Some media outlets were more critical of the show. Chicago Tribune television critic Steve Johnson lamented that Goldberg "settled into bland script reading that made one long for David Letterman's cranky unpredictability in the role last year." He also stated that the "Best Costume Design fashion show" was the silliest opening Oscar production number since Rob Lowe and Snow White sang "Proud Mary" in 1989. Ken Tucker of Entertainment Weekly bemoaned that the dominance of Best Picture winner Braveheart and the lack of fashion glamour "had the makings of a tiresome evening."

Ratings and reception
The American telecast on ABC drew in an average of 44.81 million people over its length, which was a 9% decrease from the previous year's ceremony. The show also garnered lower Nielsen ratings compared to the previous ceremony, with 30.48% of households watching over a 48.88 share.

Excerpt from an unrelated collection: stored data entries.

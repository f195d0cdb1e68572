//! Device collaborators used by the registration tab
//!
//! Camera, photo library, image manipulation and media library access are
//! provided by the host. Only the call sequence lives in this crate; the
//! permission prompts and picker UI belong to the host.

use crate::constants::PROFILE_IMAGE_WIDTH;
use crate::logger;
use crate::utils::DeviceError;
use async_trait::async_trait;
use std::sync::Arc;

#[derive(Debug, Clone, Copy, PartialEq, Eq)]
pub enum PermissionStatus {
    Granted,
    Denied,
    Undetermined,
}

/// Options passed to the camera and library pickers
#[derive(Debug, Clone, Copy, PartialEq, Eq)]
pub struct PickerOptions {
    pub allows_editing: bool,
    pub aspect: (u32, u32),
}

impl Default for PickerOptions {
    /// Editable, square crop
    fn default() -> Self {
        Self {
            allows_editing: true,
            aspect: (1, 1),
        }
    }
}

/// What the picker returned
#[derive(Debug, Clone, PartialEq, Eq)]
pub enum PickedImage {
    Cancelled,
    Picked { uri: String },
}

#[derive(Debug, Clone, Copy, PartialEq, Eq)]
pub enum ImageFormat {
    Png,
    Jpeg,
}

/// Resize + re-encode request
#[derive(Debug, Clone, Copy, PartialEq)]
pub struct ManipulateOptions {
    pub resize_width: u32,
    pub compress: f32,
    pub format: ImageFormat,
}

impl Default for ManipulateOptions {
    fn default() -> Self {
        Self {
            resize_width: PROFILE_IMAGE_WIDTH,
            compress: 1.0,
            format: ImageFormat::Png,
        }
    }
}

#[async_trait]
pub trait ImagePicker: Send + Sync {
    async fn request_camera_permission(&self) -> Result<PermissionStatus, DeviceError>;

    async fn request_media_library_permission(&self) -> Result<PermissionStatus, DeviceError>;

    async fn launch_camera(&self, options: PickerOptions) -> Result<PickedImage, DeviceError>;

    async fn launch_image_library(&self, options: PickerOptions)
        -> Result<PickedImage, DeviceError>;
}

#[async_trait]
pub trait ImageManipulator: Send + Sync {
    /// Returns the uri of the processed image
    async fn manipulate(&self, uri: &str, options: ManipulateOptions)
        -> Result<String, DeviceError>;
}

#[async_trait]
pub trait MediaLibrary: Send + Sync {
    async fn save_to_library(&self, uri: &str) -> Result<(), DeviceError>;
}

/// Where a profile image comes from
#[derive(Debug, Clone, Copy, PartialEq, Eq)]
pub enum ImageSource {
    Camera,
    Gallery,
}

/// Result of one pick-and-process attempt
#[derive(Debug, Clone, PartialEq, Eq)]
pub enum ImageOutcome {
    PermissionDenied,
    Cancelled,
    /// The processed image replaced the avatar. `saved_to_library` is false
    /// when the media library rejected the copy.
    Updated { uri: String, saved_to_library: bool },
    Failed(DeviceError),
}

#[derive(Clone)]
pub struct DeviceServices {
    pub picker: Arc<dyn ImagePicker>,
    pub manipulator: Arc<dyn ImageManipulator>,
    pub library: Arc<dyn MediaLibrary>,
}

impl DeviceServices {
    /// Ask permission, pick, resize. Returns the processed uri on success.
    ///
    /// Saving to the media library happens separately in
    /// [`DeviceServices::save_to_library`] so the caller can show the image
    /// before the copy completes.
    pub async fn pick_and_process(&self, source: ImageSource) -> Result<Option<String>, PickError> {
        let permission = match source {
            ImageSource::Camera => self.picker.request_camera_permission().await,
            ImageSource::Gallery => self.picker.request_media_library_permission().await,
        }
        .map_err(PickError::Device)?;

        if permission != PermissionStatus::Granted {
            logger::log_info(&format!("{:?} permission not granted: {:?}", source, permission));
            return Err(PickError::PermissionDenied);
        }

        let options = PickerOptions::default();
        let picked = match source {
            ImageSource::Camera => self.picker.launch_camera(options).await,
            ImageSource::Gallery => self.picker.launch_image_library(options).await,
        }
        .map_err(PickError::Device)?;

        let uri = match picked {
            PickedImage::Cancelled => return Ok(None),
            PickedImage::Picked { uri } => uri,
        };
        logger::log_debug(&format!("Picked image {}", uri));

        let processed = self
            .manipulator
            .manipulate(&uri, ManipulateOptions::default())
            .await
            .map_err(PickError::Device)?;
        logger::log_debug(&format!("Processed image {}", processed));

        Ok(Some(processed))
    }

    /// Copy a processed image to the device library; failures are logged.
    pub async fn save_to_library(&self, uri: &str) -> bool {
        match self.library.save_to_library(uri).await {
            Ok(()) => true,
            Err(e) => {
                logger::log_warn(&format!("Could not save image to library: {}", e));
                false
            }
        }
    }
}

#[derive(Debug, Clone, PartialEq, Eq)]
pub enum PickError {
    PermissionDenied,
    Device(DeviceError),
}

It also earned a lower 18–49 demographic rating with an 18.76 rating over a 35.27 share among viewers in that demographic.

In July 1996, the ceremony presentation received seven nominations at the 48th Primetime Emmys. Two months later, the ceremony won one of those nominations for Greg Brunton's lighting design and direction during the telecast.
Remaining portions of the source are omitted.